Избавь нас от этой лекции. И вообще: как он может спокойнейшим образом рассуждать в такой-то ситуации? Идиотский вопрос: как сумасшедший может быть сумасшедшим? Не слышно больше ни Гийома, ни Элен — ни один из них и слова не вымолвил; должно быть, совсем обалдели от его речей.

— И кто может сказать, где в действиях серийного убийцы пролегает граница между простым неосознанным стремлением пролить чужую кровь и магией — желанием восстановить утраченную им вселенную?

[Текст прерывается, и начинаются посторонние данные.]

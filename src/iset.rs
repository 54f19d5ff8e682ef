//! Exact maximum-weight independent subset search for small candidate pools.
//!
//! Used by XRLF once the pool `W` of nodes still eligible for the current colour class is small.
//! A node's weight is its degree in the residual subgraph minus its neighbours already in the
//! class `C`; taking heavy nodes leaves a sparser residual graph behind.
//!
//! The search is a plain include/exclude branch-and-bound with two exact reductions applied after
//! every branch:
//! - a node without live neighbours is always taken;
//! - two nodes adjacent only to each other form a component: take the heavier one.
//!
//! Every mutation is recorded on a trail and undone on return, so a single scratch state is
//! shared by the whole recursion.

use crate::graph::NodeId;
use crate::subgraph::{RandomAccessSet, Subgraph};
use rustc_hash::FxHashMap;

/// Returns a maximum-weight independent subset of `w` (ties broken toward more nodes), sorted.
///
/// Nodes of `w` without neighbours in `w` are always part of the result.
pub fn exhaustive_search(w: &[NodeId], subgraph: &Subgraph, c: &RandomAccessSet) -> Vec<NodeId> {
    let local: FxHashMap<NodeId, usize> = w.iter().enumerate().map(|(i, &v)| (v, i)).collect();

    let mut result = Vec::new();
    let mut nodes = Vec::new();
    let mut adjacency = Vec::new();
    let mut weights = Vec::new();
    for &v in w {
        let inside: Vec<usize> =
            subgraph.neighbours(v).iter().filter_map(|u| local.get(u).copied()).collect();
        if inside.is_empty() {
            result.push(v);
            continue;
        }
        let in_class = subgraph.neighbours(v).iter().filter(|&&u| c.contains(u)).count();
        nodes.push(v);
        adjacency.push(inside);
        weights.push(subgraph.node_degree(v) - in_class);
    }

    if !nodes.is_empty() {
        // Re-index adjacency onto the surviving (non-isolated) nodes.
        let mut remap = vec![usize::MAX; w.len()];
        for (i, &v) in nodes.iter().enumerate() {
            remap[local[&v]] = i;
        }
        for list in &mut adjacency {
            for j in list.iter_mut() {
                *j = remap[*j];
            }
        }
        let mut search = Search::new(adjacency, weights);
        search.run();
        result.extend(search.best.iter().map(|&i| nodes[i]));
    }
    result.sort_unstable();
    result
}

// ============================================================================
// Branch and bound state
// ============================================================================

struct Search {
    adjacency: Vec<Vec<usize>>,
    weights: Vec<usize>,
    alive: Vec<bool>,
    live_degree: Vec<usize>,
    alive_count: usize,
    remaining_weight: usize,
    current: Vec<usize>,
    current_weight: usize,
    best: Vec<usize>,
    best_weight: usize,
    trail: Vec<usize>,
    pending: Vec<usize>,
}

impl Search {
    fn new(adjacency: Vec<Vec<usize>>, weights: Vec<usize>) -> Self {
        let m = weights.len();
        let live_degree = adjacency.iter().map(Vec::len).collect();
        let remaining_weight = weights.iter().sum();
        Self {
            adjacency,
            weights,
            alive: vec![true; m],
            live_degree,
            alive_count: m,
            remaining_weight,
            current: Vec::with_capacity(m),
            current_weight: 0,
            best: Vec::new(),
            best_weight: 0,
            trail: Vec::with_capacity(m),
            pending: Vec::new(),
        }
    }

    fn run(&mut self) {
        self.pending.extend((0..self.weights.len()).filter(|&i| self.live_degree[i] <= 1));
        self.fold();
        self.recurse();
    }

    /// Removes `i` from the live graph.
    fn kill(&mut self, i: usize) {
        debug_assert!(self.alive[i]);
        self.alive[i] = false;
        self.alive_count -= 1;
        self.remaining_weight -= self.weights[i];
        self.trail.push(i);
        for idx in 0..self.adjacency[i].len() {
            let j = self.adjacency[i][idx];
            if self.alive[j] {
                self.live_degree[j] -= 1;
                if self.live_degree[j] <= 1 {
                    self.pending.push(j);
                }
            }
        }
    }

    /// Moves `i` from the live graph into the current set.
    fn take(&mut self, i: usize) {
        self.kill(i);
        self.current.push(i);
        self.current_weight += self.weights[i];
    }

    fn undo(&mut self, trail_mark: usize, current_mark: usize) {
        while self.trail.len() > trail_mark {
            let Some(i) = self.trail.pop() else { break };
            self.alive[i] = true;
            self.alive_count += 1;
            self.remaining_weight += self.weights[i];
            for &j in &self.adjacency[i] {
                if self.alive[j] {
                    self.live_degree[j] += 1;
                }
            }
        }
        for i in self.current.drain(current_mark..) {
            self.current_weight -= self.weights[i];
        }
    }

    /// Applies the isolated-node and pair reductions until no pending node qualifies.
    fn fold(&mut self) {
        while let Some(i) = self.pending.pop() {
            if !self.alive[i] {
                continue;
            }
            match self.live_degree[i] {
                0 => self.take(i),
                1 => {
                    let Some(&j) = self.adjacency[i].iter().find(|&&j| self.alive[j]) else {
                        continue;
                    };
                    if self.live_degree[j] == 1 {
                        let (keep, drop) =
                            if self.weights[j] > self.weights[i] { (j, i) } else { (i, j) };
                        self.take(keep);
                        self.kill(drop);
                    }
                }
                _ => {}
            }
        }
    }

    fn promising(&self) -> bool {
        let reachable = self.current_weight + self.remaining_weight;
        reachable > self.best_weight
            || self.best.is_empty()
            || (reachable == self.best_weight
                && self.current.len() + self.alive_count > self.best.len())
    }

    fn recurse(&mut self) {
        let branch = (0..self.alive.len())
            .filter(|&i| self.alive[i])
            .max_by_key(|&i| (self.live_degree[i], std::cmp::Reverse(i)));
        let Some(v) = branch else {
            let better = self.current_weight > self.best_weight
                || self.best.is_empty()
                || (self.current_weight == self.best_weight
                    && self.current.len() > self.best.len());
            if !self.current.is_empty() && better {
                self.best.clone_from(&self.current);
                self.best_weight = self.current_weight;
            }
            return;
        };

        let trail_mark = self.trail.len();
        let current_mark = self.current.len();

        // Exclude v.
        self.kill(v);
        self.fold();
        if self.promising() {
            self.recurse();
        }
        self.undo(trail_mark, current_mark);

        // Include v.
        self.take(v);
        for idx in 0..self.adjacency[v].len() {
            let u = self.adjacency[v][idx];
            if self.alive[u] {
                self.kill(u);
            }
        }
        self.fold();
        if self.promising() {
            self.recurse();
        }
        self.undo(trail_mark, current_mark);
        self.pending.clear();
    }
}

// ============================================================================
// Tests
// ============================================================================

Давай, давай — говори дальше: теперь уже я куда лучше представляю себе, где ты: совсем рядом со мной — так что, подняв руку, я, наверное, смогу всадить тебе нож в бедро, и… да: он потеряет равновесие и даже если начнет стрелять, все равно это наш единственный шанс на спасение…

— В конечном счете, моя теория сводится к тому, что серийный убийца, сам того не понимая, всегда действует, как колдун; но в данном случае это не главное.

Считаю до трех и…

Раз, два, три.

Лезвие ножа легко, как в масло, входит в человеческую плоть; лицо мне обдает какими-то горячими брызгами; с криком, в котором звучит не только боль, но и безграничное удивление, Тони-Иссэр падает; одновременно раздается выстрел. Топот бегущих ног.